Trade Forex Trading

Multiple Time-Frame Analysis

Multiple time-frames analysis equals using 2 chart time-frames to trade Oil Trading - a shorter one used for trading & a longer one to check Oil Trading trend.

Since it's always good to follow the trend, in Multiple Time Frame Analysis, the longer timeframe gives us the direction of the long-term trend.

If the long-term market direction supports the direction of the smaller chart time-frame then the probability of being profitable is greatly increased. This is because even if you make a mistake the long-term oil trend will eventually save you. Also if you trade with the direction of crude oil market, then mostly you'll be on the winning side, this is what this analysis is all about.

Remember there is a popular saying by many Oil Trading and stock market investors that says: "The oil trend is your friend" - never go against the oil market.

There are four different types of Oil traders - all these use different charts to trade as described below.

Examples of how each type of Crude Oil trader uses multiple Oil Trading timeframes analysis strategy:

Scalpers

This group holds on to their trades for only a few minutes. Scalper never holds on to a trade for more than ten minutes. With the objective of making small amounts of pips as profit, 5 - 20 pips.

A Scalper using 1 minutes chart wants to go long, checks 5 min chart, which looks like the one below, since 5 minute show oil trend is going up, then decides from this analysis it's ok to buy.

Scalper Trader Multiple Time Frame Oil Strategy - How to Trade with Multiple Timeframe Trading Analysis Method

Best Timeframe to Trade Oil Trading

Day Traders

This group of traders holds onto their trades for few hours but not more than a day. With main aim of making quite a number of pips profit, 30 to 100 pips.

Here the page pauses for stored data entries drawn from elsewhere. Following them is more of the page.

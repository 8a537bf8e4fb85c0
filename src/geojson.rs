//! GeoJSON wire types and validation of earthquake features.
//!
//! The wire types are loose: each entry of `features` is read from raw JSON
//! whatever its shape, so one bad record never fails the whole document.
//! [`EarthquakeFeature::from_feature`] does the per-feature checks.

use serde::{Deserialize, Deserializer, Serialize};
use serde_json::{Map, Value};

use crate::error::{MalformedFeature, MalformedReason};

fn feature_collection_type() -> String {
    "FeatureCollection".to_string()
}

fn feature_type() -> String {
    "Feature".to_string()
}

/// Root GeoJSON document as returned by the USGS feeds and the plates file.
#[derive(Debug, Clone, PartialEq, Serialize, Deserialize)]
pub struct FeatureCollection {
    #[serde(rename = "type", default = "feature_collection_type")]
    pub kind: String,
    #[serde(default)]
    pub features: Vec<Feature>,
}

impl FeatureCollection {
    pub fn is_feature_collection(&self) -> bool {
        self.kind == "FeatureCollection"
    }
}

#[derive(Debug, Clone, PartialEq, Serialize)]
pub struct Feature {
    #[serde(rename = "type")]
    pub kind: String,
    #[serde(skip_serializing_if = "Option::is_none")]
    pub id: Option<Value>,
    pub properties: Option<Map<String, Value>>,
    pub geometry: Option<Geometry>,
}

impl Feature {
    /// Reads a feature from any JSON value. Members with the wrong shape
    /// come back as `None` and are rejected later by validation.
    pub fn from_value(value: &Value) -> Self {
        let member = |key: &str| value.get(key).filter(|v| !v.is_null());

        Self {
            kind: member("type")
                .and_then(Value::as_str)
                .map(|s| s.to_string())
                .unwrap_or_else(feature_type),
            id: member("id").cloned(),
            properties: member("properties").and_then(Value::as_object).cloned(),
            geometry: member("geometry")
                .filter(|g| g.is_object())
                .map(|g| Geometry {
                    kind: g
                        .get("type")
                        .and_then(Value::as_str)
                        .unwrap_or_default()
                        .to_string(),
                    coordinates: g.get("coordinates").cloned().unwrap_or(Value::Null),
                }),
        }
    }
}

impl<'de> Deserialize<'de> for Feature {
    fn deserialize<D: Deserializer<'de>>(deserializer: D) -> Result<Self, D::Error> {
        Value::deserialize(deserializer).map(|value| Feature::from_value(&value))
    }
}

#[derive(Debug, Clone, PartialEq, Serialize)]
pub struct Geometry {
    #[serde(rename = "type")]
    pub kind: String,
    pub coordinates: Value,
}

/// Longitude-first position, as GeoJSON stores it.
#[derive(Debug, Clone, Copy, PartialEq)]
pub struct Coordinates {
    pub longitude: f64,
    pub latitude: f64,
    pub depth: Option<f64>,
}

impl Coordinates {
    /// Latitude-first pair for map consumers.
    pub fn lat_lng(&self) -> [f64; 2] {
        [self.latitude, self.longitude]
    }
}

/// One validated earthquake event.
#[derive(Debug, Clone, PartialEq)]
pub struct EarthquakeFeature {
    pub id: Option<String>,
    pub magnitude: f64,
    pub place: String,
    pub time_epoch_millis: Option<i64>,
    pub detail_url: Option<String>,
    pub coordinates: Coordinates,
}

impl EarthquakeFeature {
    /// Validates a raw feature. `index` is its position in the collection and
    /// is only used for error reporting.
    pub fn from_feature(index: usize, feature: &Feature) -> Result<Self, MalformedFeature> {
        let id = feature.id.as_ref().map(|id| match id {
            Value::String(s) => s.clone(),
            other => other.to_string(),
        });
        let malformed = |reason: MalformedReason| MalformedFeature {
            index,
            id: id.clone().unwrap_or_else(|| "no id".to_string()),
            reason,
        };

        let empty = Map::new();
        let props = feature.properties.as_ref().unwrap_or(&empty);

        let magnitude = props
            .get("mag")
            .and_then(Value::as_f64)
            .ok_or_else(|| malformed(MalformedReason::MissingMagnitude))?;

        let place = props
            .get("place")
            .and_then(Value::as_str)
            .ok_or_else(|| malformed(MalformedReason::MissingPlace))?
            .to_string();

        let coordinates = feature
            .geometry
            .as_ref()
            .ok_or_else(|| malformed(MalformedReason::MissingCoordinates))
            .and_then(|geometry| parse_point(&geometry.coordinates).map_err(malformed))?;

        Ok(Self {
            id,
            magnitude,
            place,
            time_epoch_millis: props.get("time").and_then(Value::as_i64),
            detail_url: props
                .get("url")
                .and_then(Value::as_str)
                .map(|s| s.to_string()),
            coordinates,
        })
    }
}

fn parse_point(raw: &Value) -> Result<Coordinates, MalformedReason> {
    let values = raw.as_array().ok_or(MalformedReason::MissingCoordinates)?;
    if values.len() < 2 {
        return Err(MalformedReason::MissingCoordinates);
    }

    let longitude = values[0].as_f64().ok_or(MalformedReason::InvalidCoordinates)?;
    let latitude = values[1].as_f64().ok_or(MalformedReason::InvalidCoordinates)?;
    if !(-180.0..=180.0).contains(&longitude) || !(-90.0..=90.0).contains(&latitude) {
        return Err(MalformedReason::InvalidCoordinates);
    }

    Ok(Coordinates {
        longitude,
        latitude,
        depth: values.get(2).and_then(Value::as_f64),
    })
}

#[cfg(test)]
mod tests {
    use super::*;
    use serde_json::json;

    fn feature(value: Value) -> Feature {
        serde_json::from_value(value).unwrap()
    }

    #[test]
    fn test_usgs_feature_is_validated() {
        let raw = feature(json!({
            "type": "Feature",
            "id": "ak0249ua3lvb",
            "properties": {
                "mag": 1.7,
                "place": "42 km W of Cantwell, Alaska",
                "time": 1716206612345_i64,
                "url": "https://earthquake.usgs.gov/earthquakes/eventpage/ak0249ua3lvb",
                "tsunami": 0
            },
            "geometry": { "type": "Point", "coordinates": [-149.7, 63.4, 88.2] }
        }));

        let quake = EarthquakeFeature::from_feature(0, &raw).unwrap();
        assert_eq!(quake.id.as_deref(), Some("ak0249ua3lvb"));
        assert_eq!(quake.magnitude, 1.7);
        assert_eq!(quake.place, "42 km W of Cantwell, Alaska");
        assert_eq!(quake.time_epoch_millis, Some(1716206612345));
        assert_eq!(quake.coordinates.lat_lng(), [63.4, -149.7]);
        assert_eq!(quake.coordinates.depth, Some(88.2));
    }

    #[test]
    fn test_optional_time_and_url() {
        let raw = feature(json!({
            "properties": { "mag": -0.4, "place": "Somewhere" },
            "geometry": { "type": "Point", "coordinates": [10, 20] }
        }));

        let quake = EarthquakeFeature::from_feature(0, &raw).unwrap();
        assert_eq!(quake.magnitude, -0.4);
        assert!(quake.time_epoch_millis.is_none());
        assert!(quake.detail_url.is_none());
        assert!(quake.coordinates.depth.is_none());
    }

    #[test]
    fn test_null_magnitude_is_malformed() {
        let raw = feature(json!({
            "id": "nc123",
            "properties": { "mag": null, "place": "X" },
            "geometry": { "type": "Point", "coordinates": [10, 20] }
        }));

        let err = EarthquakeFeature::from_feature(4, &raw).unwrap_err();
        assert_eq!(err.index, 4);
        assert_eq!(err.id, "nc123");
        assert_eq!(err.reason, MalformedReason::MissingMagnitude);
    }

    #[test]
    fn test_missing_place_and_geometry() {
        let no_place = feature(json!({
            "properties": { "mag": 2.0 },
            "geometry": { "type": "Point", "coordinates": [10, 20] }
        }));
        assert_eq!(
            EarthquakeFeature::from_feature(0, &no_place).unwrap_err().reason,
            MalformedReason::MissingPlace
        );

        let no_geometry = feature(json!({ "properties": { "mag": 2.0, "place": "X" } }));
        assert_eq!(
            EarthquakeFeature::from_feature(0, &no_geometry).unwrap_err().reason,
            MalformedReason::MissingCoordinates
        );

        let short = feature(json!({
            "properties": { "mag": 2.0, "place": "X" },
            "geometry": { "type": "Point", "coordinates": [10] }
        }));
        assert_eq!(
            EarthquakeFeature::from_feature(0, &short).unwrap_err().reason,
            MalformedReason::MissingCoordinates
        );
    }

    #[test]
    fn test_out_of_range_coordinates() {
        let raw = feature(json!({
            "properties": { "mag": 2.0, "place": "X" },
            "geometry": { "type": "Point", "coordinates": [20, 95] }
        }));
        assert_eq!(
            EarthquakeFeature::from_feature(0, &raw).unwrap_err().reason,
            MalformedReason::InvalidCoordinates
        );
    }

    #[test]
    fn test_collection_defaults_and_type_check() {
        let collection: FeatureCollection =
            serde_json::from_value(json!({ "type": "FeatureCollection" })).unwrap();
        assert!(collection.is_feature_collection());
        assert!(collection.features.is_empty());

        let topology: FeatureCollection =
            serde_json::from_value(json!({ "type": "Topology", "features": [] })).unwrap();
        assert!(!topology.is_feature_collection());
    }

    #[test]
    fn test_misshapen_features_still_deserialize() {
        let collection: FeatureCollection = serde_json::from_value(json!({
            "type": "FeatureCollection",
            "features": [
                null,
                { "id": "a", "properties": [], "geometry": { "type": "Point", "coordinates": [1, 2] } },
                { "id": "b", "properties": { "mag": 1.0, "place": "B" }, "geometry": "Point" },
                { "id": "c", "properties": { "mag": 1.0, "place": "C" }, "geometry": { "coordinates": [3, 4] } }
            ]
        }))
        .unwrap();
        assert_eq!(collection.features.len(), 4);

        let reasons: Vec<_> = collection
            .features
            .iter()
            .enumerate()
            .map(|(i, f)| EarthquakeFeature::from_feature(i, f).map_err(|e| e.reason))
            .collect();
        assert_eq!(reasons[0], Err(MalformedReason::MissingMagnitude));
        assert_eq!(reasons[1], Err(MalformedReason::MissingMagnitude));
        assert_eq!(reasons[2], Err(MalformedReason::MissingCoordinates));

        let untyped = reasons[3].as_ref().unwrap();
        assert_eq!(untyped.coordinates.lat_lng(), [4.0, 3.0]);
        assert_eq!(collection.features[3].geometry.as_ref().unwrap().kind, "");
    }
}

Day trader trading 15 min chart wants to go long, checks 1 hour chart, which looks like the one below, since 1 hour shows market oil trend is going up, then decides from this analysis it's ok to buy

Multiple Trading Strategies That a Day Trader Can Trade With - Day Trader Multiple Timeframe Oil Trading Strategy

Best Timeframe to Trade Oil Trading

Swing Traders

This group of traders holds onto their trades for few days to a week. With main objective of making a big amount of pips profit, 100 to 400 pips.

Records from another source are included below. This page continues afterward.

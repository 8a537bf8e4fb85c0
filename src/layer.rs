//! Turns earthquake features into styled circle markers.

use serde::Serialize;

use crate::error::MalformedFeature;
use crate::geojson::{EarthquakeFeature, Feature};
use crate::popup::PopupStyle;
use crate::style::{marker_radius, MarkerColor};

/// One circle marker ready to be drawn.
#[derive(Debug, Clone, PartialEq, Serialize)]
pub struct StyledMarker {
    /// `[latitude, longitude]`
    pub position: [f64; 2],
    pub color: MarkerColor,
    pub radius: f64,
    pub popup_html: String,
    pub magnitude: f64,
}

/// Markers built from a feed plus the features that were rejected.
#[derive(Debug, Clone, Default)]
pub struct LayerBuild {
    pub markers: Vec<StyledMarker>,
    pub skipped: Vec<MalformedFeature>,
}

#[derive(Debug, Clone, Copy, PartialEq)]
pub struct EarthquakeLayerBuilder {
    scale_factor: f64,
    popup_style: PopupStyle,
}

impl EarthquakeLayerBuilder {
    pub fn new(scale_factor: f64, popup_style: PopupStyle) -> Self {
        Self {
            scale_factor,
            popup_style,
        }
    }

    pub fn marker(&self, quake: &EarthquakeFeature) -> StyledMarker {
        StyledMarker {
            position: quake.coordinates.lat_lng(),
            color: MarkerColor::from_magnitude(quake.magnitude),
            radius: marker_radius(quake.magnitude, self.scale_factor),
            popup_html: self.popup_style.render(quake),
            magnitude: quake.magnitude,
        }
    }

    /// One marker per validated feature, in input order.
    pub fn build_validated(&self, quakes: &[EarthquakeFeature]) -> Vec<StyledMarker> {
        quakes.iter().map(|quake| self.marker(quake)).collect()
    }

    /// Validates and styles raw feed features. A malformed feature is logged,
    /// recorded in [`LayerBuild::skipped`] and does not stop the rest.
    pub fn build(&self, features: &[Feature]) -> LayerBuild {
        let mut quakes = Vec::with_capacity(features.len());
        let mut skipped = Vec::new();

        for (index, feature) in features.iter().enumerate() {
            match EarthquakeFeature::from_feature(index, feature) {
                Ok(quake) => quakes.push(quake),
                Err(err) => {
                    tracing::warn!(
                        index = err.index,
                        id = %err.id,
                        reason = %err.reason,
                        "Skipping malformed feature"
                    );
                    skipped.push(err);
                }
            }
        }

        let layer = LayerBuild {
            markers: self.build_validated(&quakes),
            skipped,
        };

        tracing::debug!(
            markers = layer.markers.len(),
            skipped = layer.skipped.len(),
            scale = self.scale_factor,
            "Earthquake layer built"
        );
        layer
    }
}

Swing trader using 1 hour trading chart wants to go short, checks 4 hour chart, which looks like the crude oil trading example explained below, since 4 hour shows the oil trend is going down, then decides from this analysis it's ok to sell.

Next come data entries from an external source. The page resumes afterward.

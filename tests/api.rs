use std::time::Duration;

use axum::{
    body::{to_bytes, Body},
    http::{header, Request, StatusCode},
    routing::get,
    Router,
};
use serde_json::Value;
use tokio::net::TcpListener;
use tower::ServiceExt;

use quakemap::server::{create_app, AppState};
use quakemap::settings::FeedVariant;
use quakemap::{FeedClient, Settings};

const TWO_QUAKES: &str = r#"{
    "type": "FeatureCollection",
    "features": [
        {
            "type": "Feature",
            "properties": { "mag": 4.5, "place": "X", "time": 0, "url": "u1" },
            "geometry": { "type": "Point", "coordinates": [10, 20] }
        },
        {
            "type": "Feature",
            "properties": { "mag": 1.0, "place": "Y", "time": 0, "url": "u2" },
            "geometry": { "type": "Point", "coordinates": [30, 40] }
        },
        {
            "type": "Feature",
            "properties": { "place": "no magnitude" },
            "geometry": { "type": "Point", "coordinates": [50, 60] }
        }
    ]
}"#;

const PLATES: &str = r#"{
    "type": "FeatureCollection",
    "features": [
        {
            "type": "Feature",
            "properties": { "LAYER": "plate", "Code": "NA", "PlateName": "North America" },
            "geometry": { "type": "Polygon", "coordinates": [[[-120, 40], [-110, 40], [-110, 50], [-120, 40]]] }
        }
    ]
}"#;

async fn serve_feed() -> String {
    let app = Router::new()
        .route("/quakes", get(|| async { TWO_QUAKES }))
        .route("/plates", get(|| async { PLATES }))
        .route("/missing", get(|| async { StatusCode::NOT_FOUND }))
        .route(
            "/slow",
            get(|| async {
                tokio::time::sleep(Duration::from_secs(5)).await;
                TWO_QUAKES
            }),
        );
    let listener = TcpListener::bind("127.0.0.1:0").await.unwrap();
    let addr = listener.local_addr().unwrap();
    tokio::spawn(async move {
        axum::serve(listener, app).await.unwrap();
    });
    format!("http://{}", addr)
}

fn app(settings: Settings) -> Router {
    let client = FeedClient::new(Duration::from_secs(5)).unwrap();
    create_app(AppState::new(settings, client))
}

async fn get_json(app: Router, uri: &str) -> (StatusCode, Value) {
    let response = app
        .oneshot(Request::builder().uri(uri).body(Body::empty()).unwrap())
        .await
        .unwrap();
    let status = response.status();
    let bytes = to_bytes(response.into_body(), usize::MAX).await.unwrap();
    (status, serde_json::from_slice(&bytes).unwrap())
}

#[tokio::test]
async fn test_page_assets_are_served() {
    let app = app(Settings::default());

    for (uri, content_type) in [
        ("/", "text/html; charset=utf-8"),
        ("/style.css", "text/css"),
        ("/script.js", "application/javascript"),
    ] {
        let response = app
            .clone()
            .oneshot(Request::builder().uri(uri).body(Body::empty()).unwrap())
            .await
            .unwrap();
        assert_eq!(response.status(), StatusCode::OK, "{}", uri);
        assert_eq!(response.headers()[header::CONTENT_TYPE], content_type);
    }
}

#[tokio::test]
async fn test_weekly_map_with_plates_and_legend() {
    let base = serve_feed().await;
    let settings = Settings {
        feed_url: Some(format!("{}/quakes", base)),
        plates_source: format!("{}/plates", base),
        ..Settings::default()
    };

    let (status, body) = get_json(app(settings), "/api/map").await;
    assert_eq!(status, StatusCode::OK);

    let markers = body["earthquakes"]["markers"].as_array().unwrap();
    assert_eq!(markers.len(), 2);
    assert_eq!(markers[0]["color"], "red");
    assert_eq!(markers[0]["radius"], 25.0);
    assert_eq!(markers[0]["position"], serde_json::json!([20.0, 10.0]));
    assert_eq!(markers[1]["color"], "green");
    assert_eq!(markers[1]["radius"], 5.0);
    assert_eq!(markers[1]["position"], serde_json::json!([40.0, 30.0]));

    assert_eq!(body["skipped_features"], 1);
    assert_eq!(body["tectonic_plates"]["name"], "Tectonic Plates");
    assert_eq!(
        body["tectonic_plates"]["boundaries"]["features"][0]["type"],
        "Feature"
    );
    assert_eq!(body["legend"]["entries"].as_array().unwrap().len(), 4);
    assert_eq!(body["view"]["zoom"], 5);
}

#[tokio::test]
async fn test_hourly_map_has_no_extras() {
    let base = serve_feed().await;
    let settings = Settings {
        feed: FeedVariant::PastHour,
        feed_url: Some(format!("{}/quakes", base)),
        ..Settings::default()
    };

    let (status, body) = get_json(app(settings), "/api/map").await;
    assert_eq!(status, StatusCode::OK);
    assert_eq!(body["feed"], "past_hour");
    assert_eq!(body["earthquakes"]["markers"][0]["radius"], 15.0);
    assert!(body.get("tectonic_plates").is_none());
    assert!(body.get("legend").is_none());
}

#[tokio::test]
async fn test_missing_plates_only_drop_the_overlay() {
    let base = serve_feed().await;
    let settings = Settings {
        feed_url: Some(format!("{}/quakes", base)),
        plates_source: format!("{}/missing", base),
        ..Settings::default()
    };

    let (status, body) = get_json(app(settings), "/api/map").await;
    assert_eq!(status, StatusCode::OK);
    assert!(body.get("tectonic_plates").is_none());
    assert_eq!(body["earthquakes"]["markers"].as_array().unwrap().len(), 2);

    let warnings = body["warnings"].as_array().unwrap();
    assert!(warnings
        .iter()
        .any(|w| w.as_str().unwrap().starts_with("Tectonic plates overlay unavailable")));
}

#[tokio::test]
async fn test_feed_failure_is_reported() {
    let base = serve_feed().await;
    let settings = Settings {
        feed_url: Some(format!("{}/missing", base)),
        show_plates: Some(false),
        ..Settings::default()
    };

    let (status, body) = get_json(app(settings), "/api/map").await;
    assert_eq!(status, StatusCode::BAD_GATEWAY);
    assert_eq!(body["status"], "error");
    assert_eq!(body["kind"], "status");
    assert!(body["message"]
        .as_str()
        .unwrap()
        .starts_with("Earthquake data could not be loaded"));
}

#[tokio::test]
async fn test_feed_timeout_is_gateway_timeout() {
    let base = serve_feed().await;
    let settings = Settings {
        feed_url: Some(format!("{}/slow", base)),
        show_plates: Some(false),
        ..Settings::default()
    };
    let client = FeedClient::new(Duration::from_millis(200)).unwrap();
    let app = create_app(AppState::new(settings, client));

    let (status, body) = get_json(app, "/api/map").await;
    assert_eq!(status, StatusCode::GATEWAY_TIMEOUT);
    assert_eq!(body["status"], "error");
    assert_eq!(body["kind"], "timeout");
}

Multiple Chart Timeframe Analysis in Charts Technical Analysis

Best Timeframe to Trade Oil Trading

Position Crude Oil Traders

These are traders that hold onto their trades for weeks or months. With aim of making a large amount of pips, 300 to 1000 pips.

Position trader using the daily trading chart wants to go short, checks the weekly chart, weekly looks like the one below, since weekly shows the oil trend is going down, then decides from this analysis it's ok to sell.

Position Trader Multiple Time Frame Oil Analysis - Multiple Chart Timeframe Trading Strategies

Best Timeframe to Trade Oil Trading

How to Define A Oil Trading Trend

Using a oil trading system has 3 indicators - Moving Average Crossover System, RSI & MACD & uses simple rules to define the trend. The rules are:

Upwards trend

Both MAs Moving Up

RSI above 50

MACD Above Centerline

Downwards Crude Oil Trading Trend

Both MAs Moving Down

RSI below 50

MACD Below Centerline

For More explanation about this system read: How to Generate Oil Trading Signals With a Oil Trading System.